Know what is Bootstrapped Startup
These days, the third season of Shark Tank India is going on and if you have watched any episode, you must have heard many times that some startup founders used to call themselves bootstrapped. Now the question arises that what does bootstrapped mean and from where do such startups get money (How Bootstrapped Startups Arrange Fund)
In today's time,
startup culture is growing rapidly. In such a situation, people get to
hear new startup terms. One such startup term is Bootstrapped Startups.
These days, the third season of Shark Tank India is going on and if you
have watched any episode, you must have heard many times that some
startup founders used to call themselves bootstrapped. Now the question
arises that what does bootstrapped mean and from where do such startups
get money (How Bootstrapped Startups Arrange Fund).
First know what is bootstrapped startup ?
If
we understand in simple language, that startup is called bootstrapped
startup, which has not taken money from any investor for the business.
That means all the money is invested by the founder in that business.
This money could be his own savings or borrowed from a friend or
relative or a loan from a bank. In this type of business, all the equity
is with the founders.
What is the advantage of bootstrapped startup?
There are many benefits of a startup being bootstrapped. The biggest advantage is that the entire equity of the business is with the founders, so there is no need to share the profits with anyone else.
Since there is no outside investor, the entire control of the business is in the hands of the founder.
After
the arrival of investors, many times the vision of the business changes
in order to earn profits, but bootstrapped has this advantage and the
founders can do business keeping their vision in mind.
How do bootstrapped startups arrange money?
Whatever startups are bootstrapped, they use many types of sources for money. Let us know about each one one by one.
1- Own savings money
Most
startups start their startup using their savings. Some founders are
from rich families so they have some money to start the business or
rather they get that money from someone at home. There are many founders
who work for the first few years and raise money, after which they
start their startup.
2- Borrow from friend-relative
Most of
the founders start the business with their own money, but later when
they need money, they ask for loan from friends and relatives. Some
founders start the business by taking loan, but in such situations they
get very little money because the risk is very high.
3- Loan from bank
Most of the bootstrapped startups start the business by investing their own money and then when they need money, they take a loan from the bank. However, for this you have to convince the bank that your business is doing well or has the potential to improve a lot.

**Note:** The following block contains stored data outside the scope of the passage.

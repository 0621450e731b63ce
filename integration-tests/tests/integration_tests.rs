// End-to-end tests: query files on disk, job submission, extraction to Parquet
// and delivery through an in-memory transfer backend.

use async_trait::async_trait;
use common::database::QueryRunner;
use common::errors::{ConfigurationError, ExecutionError, TransferError};
use common::extractor::Extractor;
use common::jobs::{JobRegistry, JobRunner};
use common::models::{Job, JobKind, JobRequest, JobStatus, QueryResult};
use common::orchestrator::PipelineOrchestrator;
use common::query_source::QuerySource;
use common::table_writer::ParquetTableWriter;
use common::transfer::{
    bucket_name_for, ConfiguredTransfers, Destination, TransferClient, TransferClientFactory,
};
use serde_json::json;
use std::collections::BTreeMap;
use std::path::{Path, PathBuf};
use std::sync::{Arc, Mutex};
use std::time::Duration;
use tempfile::TempDir;
use uuid::Uuid;

/// Orders are missing on DB2; everything else returns two rows
struct WarehouseRunner;

#[async_trait]
impl QueryRunner for WarehouseRunner {
    async fn execute(&self, target: &str, query: &str) -> Result<QueryResult, ExecutionError> {
        if target == "DB2" && query.contains("orders") {
            return Err(ExecutionError::DatabaseQueryFailed(
                "Invalid object name 'orders'".to_string(),
            ));
        }
        Ok(QueryResult::new(
            vec!["id".to_string(), "amount".to_string(), "label".to_string()],
            vec![
                vec![json!(1), json!(10.5), json!("first")],
                vec![json!(2), json!(null), json!("second")],
            ],
        ))
    }
}

/// Remote files keyed by `<destination>/<file>`
type RemoteFiles = Arc<Mutex<BTreeMap<String, u64>>>;

struct RecordingTransfers {
    files: RemoteFiles,
}

impl TransferClientFactory for RecordingTransfers {
    fn create(
        &self,
        destination: &Destination,
    ) -> Result<Box<dyn TransferClient>, ConfigurationError> {
        let prefix = match destination {
            Destination::Sftp { category } => format!("sftp:{}", category),
            Destination::ObjectStorage { .. } => "s3".to_string(),
            Destination::Webhook => "webhook".to_string(),
            Destination::Disabled => {
                return Err(ConfigurationError::Invalid("disabled".to_string()))
            }
        };
        Ok(Box::new(RecordingClient {
            prefix,
            files: Arc::clone(&self.files),
        }))
    }
}

struct RecordingClient {
    prefix: String,
    files: RemoteFiles,
}

#[async_trait]
impl TransferClient for RecordingClient {
    fn backend(&self) -> &'static str {
        "recording"
    }

    async fn connect(&mut self) -> bool {
        true
    }

    async fn ensure_destination(&mut self, _remote_path: &str) -> bool {
        true
    }

    fn resolve_destination(&self, destination_name: &str) -> String {
        format!("{}/{}", self.prefix, destination_name)
    }

    async fn upload_file(
        &mut self,
        local_path: &Path,
        remote_path: &str,
        file_name: &str,
    ) -> Result<(), TransferError> {
        let size = tokio::fs::metadata(local_path)
            .await
            .map_err(|e| TransferError::UploadFailed(e.to_string()))?
            .len();
        self.files
            .lock()
            .unwrap()
            .insert(format!("{}/{}", remote_path, file_name), size);
        Ok(())
    }

    async fn remote_file_size(&mut self, remote_path: &str, file_name: &str) -> Option<u64> {
        self.files
            .lock()
            .unwrap()
            .get(&format!("{}/{}", remote_path, file_name))
            .copied()
    }

    async fn disconnect(&mut self) {}

    fn failure_backoff(&self) -> Duration {
        Duration::ZERO
    }
}

struct Harness {
    runner: JobRunner,
    files: RemoteFiles,
    _queries: TempDir,
    output: TempDir,
}

fn write_queries(dir: &Path) {
    std::fs::write(dir.join("clients.sql"), "SELECT id, amount, label FROM clients").unwrap();
    std::fs::write(dir.join("orders.sql"), "SELECT id, amount, label FROM orders").unwrap();
    // Empty definitions and other extensions are ignored
    std::fs::write(dir.join("draft.sql"), "   \n").unwrap();
    std::fs::write(dir.join("notes.txt"), "not a query").unwrap();
}

fn harness_with(targets: &[&str], transfers: Option<Arc<dyn TransferClientFactory>>) -> Harness {
    let queries = tempfile::tempdir().unwrap();
    write_queries(queries.path());
    let output = tempfile::tempdir().unwrap();

    let source = QuerySource::new(
        queries.path(),
        targets.iter().map(|t| t.to_string()).collect(),
    );
    let extractor = Extractor::from_source(
        &source,
        Arc::new(WarehouseRunner),
        Arc::new(ParquetTableWriter::default()),
    )
    .unwrap();

    let files: RemoteFiles = Arc::default();
    let transfers = transfers.unwrap_or_else(|| {
        Arc::new(RecordingTransfers {
            files: Arc::clone(&files),
        })
    });
    let orchestrator = Arc::new(PipelineOrchestrator::new(Arc::new(extractor), transfers));
    let runner = JobRunner::new(JobRegistry::new(), orchestrator, output.path().join("scratch"));

    Harness {
        runner,
        files,
        _queries: queries,
        output,
    }
}

fn harness(targets: &[&str]) -> Harness {
    harness_with(targets, None)
}

async fn wait_for_terminal(runner: &JobRunner, job_id: Uuid) -> Job {
    for _ in 0..200 {
        let job = runner.registry().get(&job_id).unwrap();
        if job.status.is_terminal() {
            return job;
        }
        tokio::time::sleep(Duration::from_millis(25)).await;
    }
    panic!("job {} did not finish", job_id);
}

fn request(kind: JobKind, target: Option<&str>, output: &Path) -> JobRequest {
    JobRequest {
        kind,
        target: target.map(str::to_string),
        output_dir: output.to_path_buf(),
        category: "data".to_string(),
        verbose: false,
        transfer_enabled: true,
        destination_name: None,
        scratch_dir: None,
    }
}

fn parquet(output: &Path, target: &str, query: &str) -> PathBuf {
    output.join(target).join(format!("{}.parquet", query))
}

#[tokio::test]
async fn test_full_pipeline_with_partial_failure() {
    let h = harness(&["DB1", "DB2"]);
    let job = h
        .runner
        .submit(request(JobKind::Pipeline, None, h.output.path()));
    assert_eq!(job.status, JobStatus::Pending);

    let job = wait_for_terminal(&h.runner, job.job_id).await;
    assert_eq!(job.status, JobStatus::Completed);
    assert!(job.started_at.is_some());
    assert!(job.completed_at.is_some());

    let extraction = job.extraction.expect("extraction report");
    assert_eq!(extraction.total_executions, 4);
    assert_eq!(extraction.successful, 3);
    assert_eq!(extraction.failed, 1);
    assert_eq!(
        extraction.errors,
        vec!["Database: DB2, Query: orders.sql, Error: Database query failed: Invalid object name 'orders'".to_string()]
    );

    assert!(parquet(h.output.path(), "DB1", "clients").exists());
    assert!(parquet(h.output.path(), "DB1", "orders").exists());
    assert!(parquet(h.output.path(), "DB2", "clients").exists());
    assert!(!parquet(h.output.path(), "DB2", "orders").exists());
    assert!(!parquet(h.output.path(), "DB1", "draft").exists());

    let transfer = job.transfer.expect("transfer report");
    assert!(transfer.success);
    assert_eq!(transfer.successful_uploads, 3);
    assert_eq!(
        transfer.targets_processed,
        vec!["DB1".to_string(), "DB2".to_string()]
    );

    let files = h.files.lock().unwrap();
    let remote: Vec<&String> = files.keys().collect();
    assert_eq!(
        remote,
        vec![
            "sftp:data/DB1/clients.parquet",
            "sftp:data/DB1/orders.parquet",
            "sftp:data/DB2/clients.parquet",
        ]
    );
}

#[tokio::test]
async fn test_unknown_target_job_fails_with_available_targets() {
    let h = harness(&["DB1"]);
    let job = h
        .runner
        .submit(request(JobKind::TargetPipeline, Some("DB3"), h.output.path()));

    let job = wait_for_terminal(&h.runner, job.job_id).await;
    assert_eq!(job.status, JobStatus::Failed);
    assert_eq!(job.error.as_deref(), Some("Database 'DB3' not configured"));

    let extraction = job.extraction.expect("extraction report");
    assert!(!extraction.success);
    assert_eq!(extraction.available_targets, Some(vec!["DB1".to_string()]));
    assert!(job.transfer.is_none());
    assert!(!h.output.path().join("DB3").exists());
    assert!(h.files.lock().unwrap().is_empty());
}

#[tokio::test]
async fn test_extract_only_target_pipeline() {
    let h = harness(&["DB1", "DB2"]);
    let mut req = request(JobKind::TargetPipeline, Some("DB2"), h.output.path());
    req.transfer_enabled = false;
    let job = h.runner.submit(req);

    let job = wait_for_terminal(&h.runner, job.job_id).await;
    assert_eq!(job.status, JobStatus::Completed);
    let extraction = job.extraction.expect("extraction report");
    assert_eq!(extraction.target.as_deref(), Some("DB2"));
    assert_eq!(extraction.successful, 1);
    assert_eq!(extraction.failed, 1);
    assert!(job.transfer.is_none());
    assert!(job.note.is_some());
    assert!(!h.output.path().join("DB1").exists());
}

#[tokio::test]
async fn test_upload_after_extraction_uses_bucket_name() {
    let h = harness(&["013BW_ERP_BI"]);
    let mut extract = request(JobKind::TargetPipeline, Some("013BW_ERP_BI"), h.output.path());
    extract.transfer_enabled = false;
    let job = h.runner.submit(extract);
    let job = wait_for_terminal(&h.runner, job.job_id).await;
    assert_eq!(job.status, JobStatus::Completed);

    let mut upload = request(JobKind::Upload, Some("013BW_ERP_BI"), h.output.path());
    upload.destination_name = Some(bucket_name_for("013BW_ERP_BI"));
    let job = h.runner.submit(upload);
    let job = wait_for_terminal(&h.runner, job.job_id).await;

    assert_eq!(job.status, JobStatus::Completed);
    assert!(job.extraction.is_none());
    let transfer = job.transfer.expect("transfer report");
    assert_eq!(transfer.successful_uploads, 2);
    assert!(h
        .files
        .lock()
        .unwrap()
        .contains_key("s3/013bw-erp-bi/orders.parquet"));
}

#[tokio::test]
async fn test_storage_pipeline_leaves_no_scratch_files() {
    let h = harness(&["DB1"]);
    let job = h.runner.submit(request(
        JobKind::StoragePipeline,
        Some("DB1"),
        h.output.path(),
    ));

    let job = wait_for_terminal(&h.runner, job.job_id).await;
    assert_eq!(job.status, JobStatus::Completed);
    assert_eq!(job.transfer.map(|t| t.successful_uploads), Some(2));
    assert!(h.files.lock().unwrap().contains_key("s3/db1/clients.parquet"));

    let scratch = h.output.path().join("scratch");
    let leftovers = std::fs::read_dir(&scratch).map(|d| d.count()).unwrap_or(0);
    assert_eq!(leftovers, 0);
}

#[tokio::test]
async fn test_missing_sftp_settings_fail_closed() {
    let h = harness_with(&["DB1"], Some(Arc::new(ConfiguredTransfers::default())));
    let job = h
        .runner
        .submit(request(JobKind::Pipeline, None, h.output.path()));

    let job = wait_for_terminal(&h.runner, job.job_id).await;
    assert_eq!(job.status, JobStatus::Completed);
    let transfer = job.transfer.expect("transfer report");
    assert!(!transfer.success);
    assert_eq!(transfer.successful_uploads, 0);
    assert!(transfer.error.is_some());
    // Extraction output stays on disk for a later upload
    assert!(parquet(h.output.path(), "DB1", "clients").exists());
}

#[tokio::test]
async fn test_jobs_are_listed_newest_first() {
    let h = harness(&["DB1"]);
    let mut first = request(JobKind::TargetPipeline, Some("DB1"), h.output.path());
    first.transfer_enabled = false;
    let first = h.runner.submit(first);
    tokio::time::sleep(Duration::from_millis(5)).await;
    let second = h
        .runner
        .submit(request(JobKind::TargetPipeline, Some("DB9"), h.output.path()));

    wait_for_terminal(&h.runner, first.job_id).await;
    wait_for_terminal(&h.runner, second.job_id).await;

    let jobs = h.runner.registry().list();
    assert_eq!(jobs.len(), 2);
    assert_eq!(jobs[0].job_id, second.job_id);
    assert_eq!(jobs[0].status, JobStatus::Failed);
    assert_eq!(jobs[1].job_id, first.job_id);
    assert_eq!(jobs[1].status, JobStatus::Completed);
}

4- Earning from side project
There
are many startups that run a side project to achieve their main vision,
so that they continue earning and the startup does not have to face
financial problems. For many people, this side project is their job, for
many people it is a side business, while many people earn money for
their startup by doing consulting services or part-time jobs.
5- Crowdfunding and community support
You can also raise money from crowdfunding platforms by showcasing your innovative idea. This is a very popular method for bootstrapped startups. Through this he raises a lot of money and takes his business forward. If your startup idea is such that it is benefiting many people, then you can easily get a lot of money from crowdfunding.